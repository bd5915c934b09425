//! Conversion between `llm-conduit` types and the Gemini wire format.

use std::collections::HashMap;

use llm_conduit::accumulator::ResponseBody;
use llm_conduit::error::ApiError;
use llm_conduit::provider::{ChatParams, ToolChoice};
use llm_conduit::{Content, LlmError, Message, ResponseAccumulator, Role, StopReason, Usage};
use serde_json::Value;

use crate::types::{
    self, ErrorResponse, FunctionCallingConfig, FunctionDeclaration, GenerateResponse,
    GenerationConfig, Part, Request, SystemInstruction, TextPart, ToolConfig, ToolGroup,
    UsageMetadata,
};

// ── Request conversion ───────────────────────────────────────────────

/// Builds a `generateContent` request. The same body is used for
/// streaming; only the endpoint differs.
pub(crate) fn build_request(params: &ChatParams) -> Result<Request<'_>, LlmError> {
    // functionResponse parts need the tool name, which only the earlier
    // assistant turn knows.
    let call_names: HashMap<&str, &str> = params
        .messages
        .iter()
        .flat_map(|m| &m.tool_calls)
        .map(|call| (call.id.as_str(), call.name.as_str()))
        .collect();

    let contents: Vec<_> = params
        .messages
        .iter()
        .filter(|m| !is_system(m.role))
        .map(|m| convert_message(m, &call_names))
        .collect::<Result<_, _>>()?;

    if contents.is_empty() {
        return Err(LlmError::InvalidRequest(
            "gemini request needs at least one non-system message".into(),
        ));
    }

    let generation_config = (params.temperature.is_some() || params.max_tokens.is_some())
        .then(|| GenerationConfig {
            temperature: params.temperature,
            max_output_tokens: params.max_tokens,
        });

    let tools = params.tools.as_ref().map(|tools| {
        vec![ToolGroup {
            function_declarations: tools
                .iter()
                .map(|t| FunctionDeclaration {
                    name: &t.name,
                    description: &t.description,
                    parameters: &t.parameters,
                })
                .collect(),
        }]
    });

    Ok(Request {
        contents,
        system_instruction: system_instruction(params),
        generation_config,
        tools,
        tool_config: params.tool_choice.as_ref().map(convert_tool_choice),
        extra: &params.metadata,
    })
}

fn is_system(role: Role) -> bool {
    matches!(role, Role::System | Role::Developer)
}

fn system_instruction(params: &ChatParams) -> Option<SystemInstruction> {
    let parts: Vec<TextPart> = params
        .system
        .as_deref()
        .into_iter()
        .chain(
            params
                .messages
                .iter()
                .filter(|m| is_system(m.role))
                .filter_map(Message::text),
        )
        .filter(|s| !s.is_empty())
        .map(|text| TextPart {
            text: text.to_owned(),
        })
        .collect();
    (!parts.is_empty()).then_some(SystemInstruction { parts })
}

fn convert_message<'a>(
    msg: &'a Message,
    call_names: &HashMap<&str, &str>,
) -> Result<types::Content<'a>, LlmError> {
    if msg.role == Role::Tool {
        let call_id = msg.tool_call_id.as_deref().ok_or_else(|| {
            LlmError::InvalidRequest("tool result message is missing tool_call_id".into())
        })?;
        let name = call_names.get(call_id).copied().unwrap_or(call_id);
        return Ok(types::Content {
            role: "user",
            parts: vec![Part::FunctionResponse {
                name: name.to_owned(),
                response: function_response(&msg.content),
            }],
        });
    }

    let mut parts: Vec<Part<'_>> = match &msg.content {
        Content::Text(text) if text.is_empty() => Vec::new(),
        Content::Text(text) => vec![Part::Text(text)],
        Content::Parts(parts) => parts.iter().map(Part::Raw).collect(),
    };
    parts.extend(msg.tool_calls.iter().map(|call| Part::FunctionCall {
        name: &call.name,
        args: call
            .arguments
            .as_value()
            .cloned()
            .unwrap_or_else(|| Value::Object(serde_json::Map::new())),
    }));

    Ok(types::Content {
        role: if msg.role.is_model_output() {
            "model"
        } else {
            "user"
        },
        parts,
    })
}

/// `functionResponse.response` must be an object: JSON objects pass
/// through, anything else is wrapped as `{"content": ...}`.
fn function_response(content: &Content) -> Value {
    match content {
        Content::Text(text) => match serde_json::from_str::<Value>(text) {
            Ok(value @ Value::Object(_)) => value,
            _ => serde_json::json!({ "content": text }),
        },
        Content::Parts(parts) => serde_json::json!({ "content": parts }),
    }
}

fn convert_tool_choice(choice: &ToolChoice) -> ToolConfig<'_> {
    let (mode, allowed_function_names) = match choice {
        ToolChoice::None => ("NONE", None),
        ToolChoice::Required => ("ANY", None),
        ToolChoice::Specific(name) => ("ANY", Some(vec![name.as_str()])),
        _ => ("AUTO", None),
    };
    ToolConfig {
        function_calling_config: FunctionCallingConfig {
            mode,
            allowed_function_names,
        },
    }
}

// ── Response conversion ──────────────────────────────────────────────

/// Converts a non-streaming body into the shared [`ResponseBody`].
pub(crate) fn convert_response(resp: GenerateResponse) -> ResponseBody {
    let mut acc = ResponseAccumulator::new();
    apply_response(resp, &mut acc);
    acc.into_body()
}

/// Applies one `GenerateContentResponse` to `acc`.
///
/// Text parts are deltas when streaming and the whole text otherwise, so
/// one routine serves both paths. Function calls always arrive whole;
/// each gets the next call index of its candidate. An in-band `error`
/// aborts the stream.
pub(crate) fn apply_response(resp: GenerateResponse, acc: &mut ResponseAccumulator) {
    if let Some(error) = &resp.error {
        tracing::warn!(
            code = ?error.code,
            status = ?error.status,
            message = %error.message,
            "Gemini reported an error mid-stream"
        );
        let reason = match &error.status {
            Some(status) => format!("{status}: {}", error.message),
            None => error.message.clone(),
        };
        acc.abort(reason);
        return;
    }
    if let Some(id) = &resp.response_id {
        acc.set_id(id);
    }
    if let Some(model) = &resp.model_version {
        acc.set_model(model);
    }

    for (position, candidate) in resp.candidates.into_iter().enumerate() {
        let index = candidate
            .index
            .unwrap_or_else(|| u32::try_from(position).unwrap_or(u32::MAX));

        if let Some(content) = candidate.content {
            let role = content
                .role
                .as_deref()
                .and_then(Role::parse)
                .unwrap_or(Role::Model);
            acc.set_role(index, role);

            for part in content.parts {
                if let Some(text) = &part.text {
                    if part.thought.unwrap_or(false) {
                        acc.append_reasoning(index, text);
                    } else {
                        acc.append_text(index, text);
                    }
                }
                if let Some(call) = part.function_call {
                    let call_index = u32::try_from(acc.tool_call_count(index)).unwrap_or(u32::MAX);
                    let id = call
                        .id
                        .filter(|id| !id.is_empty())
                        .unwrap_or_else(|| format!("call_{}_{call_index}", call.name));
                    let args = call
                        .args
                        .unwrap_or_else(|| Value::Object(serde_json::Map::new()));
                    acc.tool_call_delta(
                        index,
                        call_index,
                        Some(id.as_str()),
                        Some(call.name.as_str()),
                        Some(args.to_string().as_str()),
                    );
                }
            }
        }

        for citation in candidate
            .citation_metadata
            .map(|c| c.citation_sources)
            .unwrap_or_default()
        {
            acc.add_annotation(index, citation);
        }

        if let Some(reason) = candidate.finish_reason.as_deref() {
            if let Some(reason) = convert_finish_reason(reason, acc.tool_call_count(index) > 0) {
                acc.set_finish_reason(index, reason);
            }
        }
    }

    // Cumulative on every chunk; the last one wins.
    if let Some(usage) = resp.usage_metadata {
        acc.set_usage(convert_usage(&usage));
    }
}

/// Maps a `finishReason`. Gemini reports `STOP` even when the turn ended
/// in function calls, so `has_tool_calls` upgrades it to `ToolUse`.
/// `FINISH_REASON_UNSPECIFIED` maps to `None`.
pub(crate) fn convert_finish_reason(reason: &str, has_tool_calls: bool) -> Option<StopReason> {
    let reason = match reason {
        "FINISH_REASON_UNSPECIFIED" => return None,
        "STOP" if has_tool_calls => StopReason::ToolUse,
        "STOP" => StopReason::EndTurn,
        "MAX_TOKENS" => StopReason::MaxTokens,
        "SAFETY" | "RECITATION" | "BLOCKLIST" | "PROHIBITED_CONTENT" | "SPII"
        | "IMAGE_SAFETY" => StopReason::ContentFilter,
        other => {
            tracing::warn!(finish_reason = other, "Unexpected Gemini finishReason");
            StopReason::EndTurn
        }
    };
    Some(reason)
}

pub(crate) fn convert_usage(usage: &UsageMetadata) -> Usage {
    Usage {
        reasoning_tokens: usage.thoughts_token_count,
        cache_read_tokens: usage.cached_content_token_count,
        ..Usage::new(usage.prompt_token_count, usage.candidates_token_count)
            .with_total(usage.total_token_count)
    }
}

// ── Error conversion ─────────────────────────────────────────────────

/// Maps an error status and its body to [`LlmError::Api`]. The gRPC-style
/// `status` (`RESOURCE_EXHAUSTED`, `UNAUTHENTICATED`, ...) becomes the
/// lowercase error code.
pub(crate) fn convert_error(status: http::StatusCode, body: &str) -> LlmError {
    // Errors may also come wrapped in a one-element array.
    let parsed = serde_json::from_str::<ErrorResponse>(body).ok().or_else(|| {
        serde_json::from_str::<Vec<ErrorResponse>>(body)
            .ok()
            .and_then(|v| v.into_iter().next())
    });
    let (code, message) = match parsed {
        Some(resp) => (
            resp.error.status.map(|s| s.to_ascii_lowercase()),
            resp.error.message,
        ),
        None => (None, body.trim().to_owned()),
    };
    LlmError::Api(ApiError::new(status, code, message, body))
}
:::
REQUIRED WORK: Search the data for "parsed". Copy every line that has it.

SOLUTION BELOW:
    let parsed = serde_json::from_str::<ErrorResponse>(body).ok().or_else(|| {
    let (code, message) = match parsed {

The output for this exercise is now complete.